> [What this task involves] Your task is to find every line in the records that holds the string "derive" and copy it.
● ● ● ● ● ● ●
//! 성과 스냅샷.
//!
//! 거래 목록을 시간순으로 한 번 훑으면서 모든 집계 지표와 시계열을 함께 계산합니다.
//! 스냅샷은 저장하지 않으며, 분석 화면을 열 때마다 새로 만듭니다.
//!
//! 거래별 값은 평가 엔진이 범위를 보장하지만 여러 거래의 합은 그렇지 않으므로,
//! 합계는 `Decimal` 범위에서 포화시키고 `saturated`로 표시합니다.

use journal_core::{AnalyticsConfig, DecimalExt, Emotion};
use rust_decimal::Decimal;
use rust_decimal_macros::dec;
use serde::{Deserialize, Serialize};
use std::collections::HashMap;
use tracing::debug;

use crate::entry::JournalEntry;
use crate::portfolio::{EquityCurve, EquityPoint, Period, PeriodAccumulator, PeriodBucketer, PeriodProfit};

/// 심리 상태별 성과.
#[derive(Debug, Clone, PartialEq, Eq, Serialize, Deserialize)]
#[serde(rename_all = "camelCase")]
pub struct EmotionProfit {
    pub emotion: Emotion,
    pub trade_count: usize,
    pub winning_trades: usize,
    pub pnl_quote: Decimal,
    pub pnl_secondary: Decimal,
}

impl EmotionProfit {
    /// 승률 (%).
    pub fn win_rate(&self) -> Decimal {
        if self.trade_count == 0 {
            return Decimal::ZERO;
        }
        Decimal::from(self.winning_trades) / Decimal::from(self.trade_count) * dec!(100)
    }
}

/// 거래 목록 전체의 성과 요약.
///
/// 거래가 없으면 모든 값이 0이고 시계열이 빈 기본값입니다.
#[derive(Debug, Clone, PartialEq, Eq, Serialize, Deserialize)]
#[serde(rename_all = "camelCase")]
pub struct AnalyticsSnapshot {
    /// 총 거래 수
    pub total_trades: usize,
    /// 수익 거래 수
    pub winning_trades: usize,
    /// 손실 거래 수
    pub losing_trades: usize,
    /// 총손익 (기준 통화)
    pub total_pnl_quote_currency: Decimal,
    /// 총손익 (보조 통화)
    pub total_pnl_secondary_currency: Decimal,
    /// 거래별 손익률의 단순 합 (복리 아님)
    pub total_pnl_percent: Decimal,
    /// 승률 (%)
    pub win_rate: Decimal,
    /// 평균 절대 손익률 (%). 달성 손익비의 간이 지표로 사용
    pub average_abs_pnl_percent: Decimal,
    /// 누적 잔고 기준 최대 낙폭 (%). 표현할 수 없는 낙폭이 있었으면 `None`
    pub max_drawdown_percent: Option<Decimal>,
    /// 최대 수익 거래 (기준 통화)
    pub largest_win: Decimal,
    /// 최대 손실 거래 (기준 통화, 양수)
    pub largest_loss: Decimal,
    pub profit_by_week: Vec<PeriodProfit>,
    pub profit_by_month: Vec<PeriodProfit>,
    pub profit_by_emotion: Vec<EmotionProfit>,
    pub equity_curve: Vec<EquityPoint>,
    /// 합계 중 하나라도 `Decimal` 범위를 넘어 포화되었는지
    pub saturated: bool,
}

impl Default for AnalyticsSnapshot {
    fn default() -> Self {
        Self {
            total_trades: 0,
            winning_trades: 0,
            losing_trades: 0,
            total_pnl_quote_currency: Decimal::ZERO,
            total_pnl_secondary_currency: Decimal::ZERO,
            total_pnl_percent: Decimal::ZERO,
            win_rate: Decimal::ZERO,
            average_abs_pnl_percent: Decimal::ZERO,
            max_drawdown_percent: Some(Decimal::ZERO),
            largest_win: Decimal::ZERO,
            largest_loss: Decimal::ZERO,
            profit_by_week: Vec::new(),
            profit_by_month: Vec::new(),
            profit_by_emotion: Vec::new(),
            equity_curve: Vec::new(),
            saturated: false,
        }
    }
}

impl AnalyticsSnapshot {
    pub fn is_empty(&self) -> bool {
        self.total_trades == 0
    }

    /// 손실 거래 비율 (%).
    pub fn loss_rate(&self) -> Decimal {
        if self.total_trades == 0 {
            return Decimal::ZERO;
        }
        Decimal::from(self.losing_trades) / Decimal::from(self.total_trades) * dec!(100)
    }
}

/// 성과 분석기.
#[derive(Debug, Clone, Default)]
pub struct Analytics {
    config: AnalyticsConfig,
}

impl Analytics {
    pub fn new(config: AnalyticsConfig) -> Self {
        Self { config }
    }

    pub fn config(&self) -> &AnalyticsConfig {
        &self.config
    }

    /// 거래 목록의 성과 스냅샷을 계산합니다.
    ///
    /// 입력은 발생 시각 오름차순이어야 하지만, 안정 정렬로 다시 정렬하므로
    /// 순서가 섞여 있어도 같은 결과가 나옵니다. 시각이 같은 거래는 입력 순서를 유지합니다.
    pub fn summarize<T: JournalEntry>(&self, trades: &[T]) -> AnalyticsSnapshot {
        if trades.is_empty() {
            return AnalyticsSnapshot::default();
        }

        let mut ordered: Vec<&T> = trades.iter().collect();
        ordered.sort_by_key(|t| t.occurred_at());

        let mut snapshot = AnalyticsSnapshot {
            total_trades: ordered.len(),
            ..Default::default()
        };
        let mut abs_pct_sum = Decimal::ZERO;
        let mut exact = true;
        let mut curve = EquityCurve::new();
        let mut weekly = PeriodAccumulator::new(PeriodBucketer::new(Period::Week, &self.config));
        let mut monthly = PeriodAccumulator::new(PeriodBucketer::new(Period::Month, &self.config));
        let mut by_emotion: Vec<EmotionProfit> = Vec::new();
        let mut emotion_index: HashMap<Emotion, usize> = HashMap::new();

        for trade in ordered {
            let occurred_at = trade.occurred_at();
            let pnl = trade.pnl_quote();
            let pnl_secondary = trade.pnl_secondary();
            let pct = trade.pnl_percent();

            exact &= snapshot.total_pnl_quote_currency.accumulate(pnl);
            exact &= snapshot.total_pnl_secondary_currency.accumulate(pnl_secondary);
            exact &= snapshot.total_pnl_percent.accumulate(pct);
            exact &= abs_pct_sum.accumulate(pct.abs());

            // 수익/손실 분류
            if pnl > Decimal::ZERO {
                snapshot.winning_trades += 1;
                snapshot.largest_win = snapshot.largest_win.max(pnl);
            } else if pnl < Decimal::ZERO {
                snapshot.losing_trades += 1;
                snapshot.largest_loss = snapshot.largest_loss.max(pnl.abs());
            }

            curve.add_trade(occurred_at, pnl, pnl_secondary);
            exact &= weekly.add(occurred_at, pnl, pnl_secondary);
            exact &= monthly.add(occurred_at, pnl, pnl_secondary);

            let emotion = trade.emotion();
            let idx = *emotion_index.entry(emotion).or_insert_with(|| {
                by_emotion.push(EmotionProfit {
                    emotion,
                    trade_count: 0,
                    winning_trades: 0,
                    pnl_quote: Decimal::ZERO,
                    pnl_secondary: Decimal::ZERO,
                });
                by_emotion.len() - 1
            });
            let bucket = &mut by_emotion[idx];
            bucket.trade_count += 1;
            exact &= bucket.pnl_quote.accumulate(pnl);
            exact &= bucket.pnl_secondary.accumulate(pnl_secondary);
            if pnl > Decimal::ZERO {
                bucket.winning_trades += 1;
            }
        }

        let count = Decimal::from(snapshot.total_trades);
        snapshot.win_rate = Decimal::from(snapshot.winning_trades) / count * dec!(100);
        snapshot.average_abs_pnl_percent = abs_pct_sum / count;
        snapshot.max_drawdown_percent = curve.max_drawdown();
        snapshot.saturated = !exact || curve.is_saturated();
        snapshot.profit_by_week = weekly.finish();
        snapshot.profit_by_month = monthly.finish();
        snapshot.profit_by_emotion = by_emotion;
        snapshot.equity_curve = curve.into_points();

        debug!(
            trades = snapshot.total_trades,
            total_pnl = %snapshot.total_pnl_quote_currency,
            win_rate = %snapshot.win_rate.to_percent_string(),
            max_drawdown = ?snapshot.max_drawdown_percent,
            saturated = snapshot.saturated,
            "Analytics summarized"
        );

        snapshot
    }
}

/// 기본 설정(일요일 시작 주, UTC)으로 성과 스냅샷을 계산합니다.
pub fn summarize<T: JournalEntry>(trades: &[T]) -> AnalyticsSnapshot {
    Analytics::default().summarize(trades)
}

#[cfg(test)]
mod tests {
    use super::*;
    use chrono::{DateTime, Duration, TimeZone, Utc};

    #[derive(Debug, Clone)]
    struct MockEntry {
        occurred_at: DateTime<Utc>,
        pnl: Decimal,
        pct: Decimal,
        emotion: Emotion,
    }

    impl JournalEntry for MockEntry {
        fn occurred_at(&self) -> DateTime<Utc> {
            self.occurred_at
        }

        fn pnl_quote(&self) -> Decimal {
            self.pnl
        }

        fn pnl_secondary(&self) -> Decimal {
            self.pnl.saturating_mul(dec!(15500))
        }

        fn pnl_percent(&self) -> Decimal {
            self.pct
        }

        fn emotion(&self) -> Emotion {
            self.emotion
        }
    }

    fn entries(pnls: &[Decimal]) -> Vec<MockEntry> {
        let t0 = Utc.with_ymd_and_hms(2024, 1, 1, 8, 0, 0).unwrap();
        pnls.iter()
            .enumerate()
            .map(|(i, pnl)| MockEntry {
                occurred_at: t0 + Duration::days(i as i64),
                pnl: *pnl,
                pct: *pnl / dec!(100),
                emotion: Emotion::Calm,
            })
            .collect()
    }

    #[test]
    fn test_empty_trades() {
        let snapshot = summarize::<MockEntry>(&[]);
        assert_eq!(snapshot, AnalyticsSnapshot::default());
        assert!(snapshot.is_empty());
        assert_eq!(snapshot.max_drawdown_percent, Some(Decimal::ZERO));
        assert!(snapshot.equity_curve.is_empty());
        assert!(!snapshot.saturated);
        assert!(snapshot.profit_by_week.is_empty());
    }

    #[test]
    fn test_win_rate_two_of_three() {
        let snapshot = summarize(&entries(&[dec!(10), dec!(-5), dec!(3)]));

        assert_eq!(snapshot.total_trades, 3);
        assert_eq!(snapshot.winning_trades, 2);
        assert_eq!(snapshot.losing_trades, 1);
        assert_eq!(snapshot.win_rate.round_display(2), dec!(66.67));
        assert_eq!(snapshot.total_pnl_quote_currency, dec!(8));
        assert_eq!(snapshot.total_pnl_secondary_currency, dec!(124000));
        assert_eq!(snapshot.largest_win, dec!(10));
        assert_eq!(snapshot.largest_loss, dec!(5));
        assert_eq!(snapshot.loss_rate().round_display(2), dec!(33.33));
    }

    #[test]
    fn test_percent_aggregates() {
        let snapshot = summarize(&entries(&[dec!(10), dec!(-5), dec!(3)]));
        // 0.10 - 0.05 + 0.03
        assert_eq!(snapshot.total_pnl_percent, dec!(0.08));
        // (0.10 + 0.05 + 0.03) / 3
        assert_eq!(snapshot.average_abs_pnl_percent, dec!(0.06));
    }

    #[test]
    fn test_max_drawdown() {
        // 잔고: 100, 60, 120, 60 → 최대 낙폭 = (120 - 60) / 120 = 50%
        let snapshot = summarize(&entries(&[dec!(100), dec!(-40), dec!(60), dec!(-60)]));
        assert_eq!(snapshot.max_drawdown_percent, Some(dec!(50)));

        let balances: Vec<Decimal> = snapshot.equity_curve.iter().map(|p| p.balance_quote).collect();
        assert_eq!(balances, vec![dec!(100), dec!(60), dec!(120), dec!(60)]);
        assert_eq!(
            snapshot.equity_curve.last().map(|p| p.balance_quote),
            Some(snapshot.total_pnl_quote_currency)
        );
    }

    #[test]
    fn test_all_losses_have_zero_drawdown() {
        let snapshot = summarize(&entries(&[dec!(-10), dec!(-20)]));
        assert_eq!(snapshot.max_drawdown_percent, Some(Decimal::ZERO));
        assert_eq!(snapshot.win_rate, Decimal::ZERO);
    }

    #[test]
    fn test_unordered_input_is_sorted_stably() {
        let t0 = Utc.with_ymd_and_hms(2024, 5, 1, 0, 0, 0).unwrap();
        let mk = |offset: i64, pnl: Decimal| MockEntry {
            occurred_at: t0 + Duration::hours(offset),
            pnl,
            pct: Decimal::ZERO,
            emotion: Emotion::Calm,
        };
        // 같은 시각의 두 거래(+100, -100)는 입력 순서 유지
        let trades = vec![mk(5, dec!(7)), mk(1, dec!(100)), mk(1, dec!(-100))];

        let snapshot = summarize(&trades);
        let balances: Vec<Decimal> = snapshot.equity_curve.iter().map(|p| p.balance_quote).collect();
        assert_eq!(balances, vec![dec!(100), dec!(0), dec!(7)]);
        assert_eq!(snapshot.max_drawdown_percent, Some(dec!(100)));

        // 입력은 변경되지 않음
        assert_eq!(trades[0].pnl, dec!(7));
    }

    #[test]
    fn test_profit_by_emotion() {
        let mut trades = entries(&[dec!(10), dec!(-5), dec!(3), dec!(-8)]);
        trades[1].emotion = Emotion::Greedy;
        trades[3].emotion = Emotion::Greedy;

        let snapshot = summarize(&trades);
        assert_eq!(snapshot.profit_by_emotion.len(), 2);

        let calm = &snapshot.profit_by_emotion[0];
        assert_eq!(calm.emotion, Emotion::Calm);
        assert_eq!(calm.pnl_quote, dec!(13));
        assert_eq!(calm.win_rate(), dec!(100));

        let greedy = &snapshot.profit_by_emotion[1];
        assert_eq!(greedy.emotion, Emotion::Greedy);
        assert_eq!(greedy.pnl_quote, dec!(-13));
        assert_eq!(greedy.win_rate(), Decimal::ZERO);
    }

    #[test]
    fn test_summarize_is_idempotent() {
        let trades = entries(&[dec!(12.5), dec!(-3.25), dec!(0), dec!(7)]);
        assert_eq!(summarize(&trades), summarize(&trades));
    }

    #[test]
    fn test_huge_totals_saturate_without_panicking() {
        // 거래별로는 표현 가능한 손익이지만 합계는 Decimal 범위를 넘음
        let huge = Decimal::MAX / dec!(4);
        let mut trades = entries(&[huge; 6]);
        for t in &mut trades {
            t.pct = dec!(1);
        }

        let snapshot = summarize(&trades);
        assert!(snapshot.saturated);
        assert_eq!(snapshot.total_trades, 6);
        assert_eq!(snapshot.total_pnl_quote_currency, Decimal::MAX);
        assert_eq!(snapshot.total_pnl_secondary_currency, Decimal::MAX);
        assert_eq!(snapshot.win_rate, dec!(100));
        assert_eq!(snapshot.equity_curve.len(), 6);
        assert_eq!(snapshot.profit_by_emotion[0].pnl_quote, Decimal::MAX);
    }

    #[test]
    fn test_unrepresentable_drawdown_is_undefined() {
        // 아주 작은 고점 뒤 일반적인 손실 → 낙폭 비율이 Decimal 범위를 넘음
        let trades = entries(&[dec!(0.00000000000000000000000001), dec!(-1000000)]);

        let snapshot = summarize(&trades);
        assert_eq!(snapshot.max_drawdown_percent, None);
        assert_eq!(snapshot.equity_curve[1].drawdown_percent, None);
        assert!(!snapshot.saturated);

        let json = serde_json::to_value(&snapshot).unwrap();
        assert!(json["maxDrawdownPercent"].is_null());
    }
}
● ● ● ● ● ● ●
> [Your solution]
#[derive(Debug, Clone, PartialEq, Eq, Serialize, Deserialize)]
#[derive(Debug, Clone, PartialEq, Eq, Serialize, Deserialize)]
#[derive(Debug, Clone, Default)]
    #[derive(Debug, Clone)]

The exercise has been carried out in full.